Certainly, the graduation day you and your parents pictured for you will look very different, but not even COVID-19 can steal your pride or that of your parents.
This year’s seniors won’t be remembered for what they were denied, but for what they endured.
In future commencement addresses, speakers should say: “Be like the Class of 2020. They pushed aside fear and doubt and did what had to be done. For them, making sacrifices for the larger good wasn’t just an abstract idea. It was their senior year.”
High school graduation is not the end of the obstacles. Before the pandemic forced much of the economy to shut down, high school and college students poised to graduate this year could have expected to enter into a U.S. job market ranked among the strongest in recent decades. Now, facing the possibility of a recession worse than that touched off by the 2008 financial crisis, many are rethinking plans.
Higher-ed enrollment typically rises during recessions. Among other factors, income given up because an individual is in school instead of working is lower than normal.

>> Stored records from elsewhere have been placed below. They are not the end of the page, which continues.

//! Chat Page

use leptos::prelude::*;
use crate::api::{self, ChatMessage};
use crate::components::{MessageBubble, PhaseBadge};

/// Browser session-storage key holding the conversation id
const SESSION_KEY: &str = "advisor_session_id";

fn stored_session() -> Option<String> {
    web_sys::window()?
        .session_storage()
        .ok()??
        .get_item(SESSION_KEY)
        .ok()?
}

fn store_session(id: &str) {
    if let Some(storage) = web_sys::window().and_then(|w| w.session_storage().ok().flatten()) {
        let _ = storage.set_item(SESSION_KEY, id);
    }
}

fn error_bubble(content: String) -> ChatMessage {
    ChatMessage {
        role: "error".into(),
        content,
    }
}

#[component]
pub fn ChatPage() -> impl IntoView {
    let (messages, set_messages) = signal(Vec::<ChatMessage>::new());
    let (input, set_input) = signal(String::new());
    let (loading, set_loading) = signal(false);
    let (session_id, set_session_id) = signal(None::<String>);
    let (phase, set_phase) = signal(String::from("collecting_profile"));
    let (tools_used, set_tools_used) = signal(Vec::<String>::new());

    // Resume this tab's conversation, or start a new one
    leptos::task::spawn_local(async move {
        if let Some(id) = stored_session() {
            if let Ok(transcript) = api::fetch_transcript(&id).await {
                set_messages.set(transcript.messages);
                set_phase.set(transcript.phase);
                set_session_id.set(Some(transcript.session_id));
                return;
            }
        }

        match api::create_session().await {
            Ok(info) => {
                store_session(&info.session_id);
                set_phase.set(info.phase);
                set_session_id.set(Some(info.session_id));
            }
            Err(e) => set_messages.update(|msgs| msgs.push(error_bubble(e))),
        }
    });

    let send = move || {
        let msg = input.get().trim().to_string();
        let Some(id) = session_id.get() else {
            return;
        };
        if msg.is_empty() || loading.get() {
            return;
        }

        set_messages.update(|msgs| {
            msgs.push(ChatMessage {
                role: "user".into(),
                content: msg.clone(),
            });
        });

        set_input.set(String::new());
        set_loading.set(true);

        leptos::task::spawn_local(async move {
            match api::send_message(&id, &msg).await {
                Ok(reply) => {
                    set_messages.update(|msgs| {
                        msgs.push(ChatMessage {
                            role: "assistant".into(),
                            content: reply.reply,
                        });
                    });
                    set_phase.set(reply.phase);
                    set_tools_used.set(reply.tools_used);
                }
                Err(e) => set_messages.update(|msgs| msgs.push(error_bubble(e))),
            }
            set_loading.set(false);
        });
    };

    let reset = move |_| {
        let Some(id) = session_id.get() else {
            return;
        };
        leptos::task::spawn_local(async move {
            match api::reset_session(&id).await {
                Ok(info) => {
                    set_messages.set(Vec::new());
                    set_tools_used.set(Vec::new());
                    set_phase.set(info.phase);
                }
                Err(e) => set_messages.update(|msgs| msgs.push(error_bubble(e))),
            }
        });
    };

    view! {
        <div class="chat">
            <aside class="sidebar">
                <h2>"Menu"</h2>
                <p>"Powered by Google Gemini and Exa Search."</p>
                <p>"Just start chatting to get your personal investment analysis."</p>
                <PhaseBadge phase=phase />
                <button
                    class="btn"
                    title="Start a new conversation from scratch"
                    on:click=reset
                    disabled=move || loading.get()
                >
                    "Reset conversation"
                </button>
            </aside>

            <main class="chat-main">
                <h1>"🤖 Personal Investment Assistant"</h1>
                <div class="messages">
                    <For
                        each=move || messages.get().into_iter().enumerate()
                        key=|(i, _)| *i
                        children=move |(_, msg)| view! { <MessageBubble message=msg /> }
                    />
                    <Show when=move || loading.get()>
                        <div class="message loading">"Thinking..."</div>
                    </Show>
                    <Show when=move || !tools_used.get().is_empty()>
                        <p class="tools">
                            {move || format!("Looked up: {}", tools_used.get().join(", "))}
                        </p>
                    </Show>
                </div>

                <div class="input-area">
                    <textarea
                        placeholder="Say hello to your investment assistant..."
                        prop:value=move || input.get()
                        on:input=move |ev| set_input.set(event_target_value(&ev))
                        on:keydown=move |ev| {
                            if ev.key() == "Enter" && !ev.shift_key() {
                                ev.prevent_default();
                                send();
                            }
                        }
                    />
                    <button
                        on:click=move |_| send()
                        disabled=move || loading.get() || session_id.get().is_none()
                    >
                        {move || if loading.get() { "..." } else { "Send" }}
                    </button>
                </div>
            </main>
        </div>
    }
}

This time around, though, many would-be students don’t want to make a decision about fall enrollment until they know whether campuses will reopen — or operate largely online.
Whatever the determination, the Class of 2020 already has a distinction like no other. Its members have dealt with circumstances unlike those of any other graduating class since World War II. We expect the lessons learned will prove invaluable down the road. Congratulations to them all.